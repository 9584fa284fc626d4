//! Unused-path allocation by linear probe.
//!
//! The probe is a plain `metadata` call, so there is no exclusivity between
//! finding a free name and creating it. Two callers racing on the same
//! pattern can be handed the same path.

use std::io;
use std::path::{Path, PathBuf};

use crate::api::error::{Result, TempFileError};
use crate::api::naming::NamingScheme;
use crate::diagnostics::{emit_with_context, trace_event, TS001, TS003};

/// Return the first unused path of the form `dir/<prefix>NNN<suffix>`,
/// probing `001` through `9999`.
///
/// Nothing is created. Calling this twice without creating the first
/// result returns the same path.
///
/// # Example
///
/// ```rust,no_run
/// let path = tempsweep::allocate("/tmp/x", "profile", ".pb")?;
/// assert!(path.ends_with("profile001.pb"));
/// # Ok::<(), tempsweep::TempFileError>(())
/// ```
pub fn allocate(dir: impl AsRef<Path>, prefix: &str, suffix: &str) -> Result<PathBuf> {
    allocate_with(&NamingScheme::DEFAULT, dir, prefix, suffix)
}

/// [`allocate`] with an explicit naming scheme.
pub fn allocate_with(
    scheme: &NamingScheme,
    dir: impl AsRef<Path>,
    prefix: &str,
    suffix: &str,
) -> Result<PathBuf> {
    let dir = dir.as_ref();

    for index in scheme.indices() {
        let path = scheme.candidate(dir, prefix, index, suffix);
        if is_available(&path) {
            trace_event!("allocated {}", path.display());
            return Ok(path);
        }
    }

    // Give up
    let pattern = scheme.pattern(prefix, suffix);
    emit_with_context(&TS001, &format!("{} in {}", pattern, dir.display()));
    Err(TempFileError::Exhausted {
        dir: dir.to_path_buf(),
        pattern,
    })
}

/// A candidate is available when probing it fails for any reason.
fn is_available(path: &Path) -> bool {
    match path.metadata() {
        Ok(_) => false,
        Err(err) if err.kind() == io::ErrorKind::NotFound => true,
        Err(err) => {
            emit_with_context(&TS003, &format!("{}: {}", path.display(), err));
            true
        }
    }
}

#[cfg(test)]
mod tests {
    use super::*;
    use std::fs::File;

    #[test]
    fn test_first_candidate_in_empty_dir() {
        let dir = tempfile::tempdir().unwrap();
        let path = allocate(dir.path(), "profile", ".pb").unwrap();
        assert_eq!(path, dir.path().join("profile001.pb"));
        assert!(!path.exists());
    }

    #[test]
    fn test_skips_existing() {
        let dir = tempfile::tempdir().unwrap();
        File::create(dir.path().join("profile001.pb")).unwrap();
        File::create(dir.path().join("profile002.pb")).unwrap();

        let path = allocate(dir.path(), "profile", ".pb").unwrap();
        assert_eq!(path, dir.path().join("profile003.pb"));
    }

    #[test]
    fn test_fills_gaps() {
        let dir = tempfile::tempdir().unwrap();
        File::create(dir.path().join("p002")).unwrap();

        let path = allocate(dir.path(), "p", "").unwrap();
        assert_eq!(path, dir.path().join("p001"));
    }

    #[test]
    fn test_no_hidden_state() {
        let dir = tempfile::tempdir().unwrap();
        let first = allocate(dir.path(), "a", ".txt").unwrap();
        let second = allocate(dir.path(), "a", ".txt").unwrap();
        assert_eq!(first, second);
    }

    #[test]
    fn test_directories_count_as_taken() {
        let dir = tempfile::tempdir().unwrap();
        std::fs::create_dir(dir.path().join("out001")).unwrap();

        let path = allocate(dir.path(), "out", "").unwrap();
        assert_eq!(path, dir.path().join("out002"));
    }

    #[test]
    fn test_missing_dir_is_not_validated() {
        let dir = tempfile::tempdir().unwrap();
        let missing = dir.path().join("does-not-exist");

        let path = allocate(&missing, "x", ".log").unwrap();
        assert_eq!(path, missing.join("x001.log"));
    }

    #[test]
    fn test_absolute_prefix_allocates_inside_dir() {
        let dir = tempfile::tempdir().unwrap();
        let path = allocate(dir.path(), "/tmp/escape_", ".pb").unwrap();
        assert!(path.starts_with(dir.path()));
        assert_eq!(path, dir.path().join("tmp").join("escape_001.pb"));
    }

    #[cfg(unix)]
    #[test]
    fn test_stat_error_counts_as_available() {
        crate::diagnostics::suppress_diagnostics(true);
        let dir = tempfile::tempdir().unwrap();
        let plain = dir.path().join("plain");
        File::create(&plain).unwrap();

        // Stat under a regular file fails with ENOTDIR, not NotFound
        let err = plain.join("x001").metadata().unwrap_err();
        assert_ne!(err.kind(), io::ErrorKind::NotFound);

        let path = allocate(&plain, "x", "").unwrap();
        assert_eq!(path, plain.join("x001"));
    }

    #[cfg(unix)]
    #[test]
    fn test_create_under_regular_file_is_io_error() {
        crate::diagnostics::suppress_diagnostics(true);
        let dir = tempfile::tempdir().unwrap();
        let plain = dir.path().join("plain");
        File::create(&plain).unwrap();

        let err = crate::api::create::create(&plain, "x", "").unwrap_err();
        assert!(matches!(err, TempFileError::Io(_)));
        assert!(plain.is_file());
    }

    #[test]
    fn test_exhaustion() {
        let dir = tempfile::tempdir().unwrap();
        let scheme = NamingScheme::default().with_range(1, 3);
        for i in 1..=3 {
            File::create(dir.path().join(format!("t{:03}.tmp", i))).unwrap();
        }

        let err = allocate_with(&scheme, dir.path(), "t", ".tmp").unwrap_err();
        match err {
            TempFileError::Exhausted { dir: d, pattern } => {
                assert_eq!(d, dir.path());
                assert_eq!(pattern, "t001.tmp");
            }
            other => panic!("unexpected error: {other}"),
        }
    }
}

■ ■ ■

## Problem description
The line containing "creating the first" marks the end: copy exactly every line from the top of the data above down to it, that line included.

## Response to this task
repository 9584fa284fc626d4
//! Unused-path allocation by linear probe.
//!
//! The probe is a plain `metadata` call, so there is no exclusivity between
//! finding a free name and creating it. Two callers racing on the same
//! pattern can be handed the same path.

use std::io;
use std::path::{Path, PathBuf};

use crate::api::error::{Result, TempFileError};
use crate::api::naming::NamingScheme;
use crate::diagnostics::{emit_with_context, trace_event, TS001, TS003};

/// Return the first unused path of the form `dir/<prefix>NNN<suffix>`,
/// probing `001` through `9999`.
///
/// Nothing is created. Calling this twice without creating the first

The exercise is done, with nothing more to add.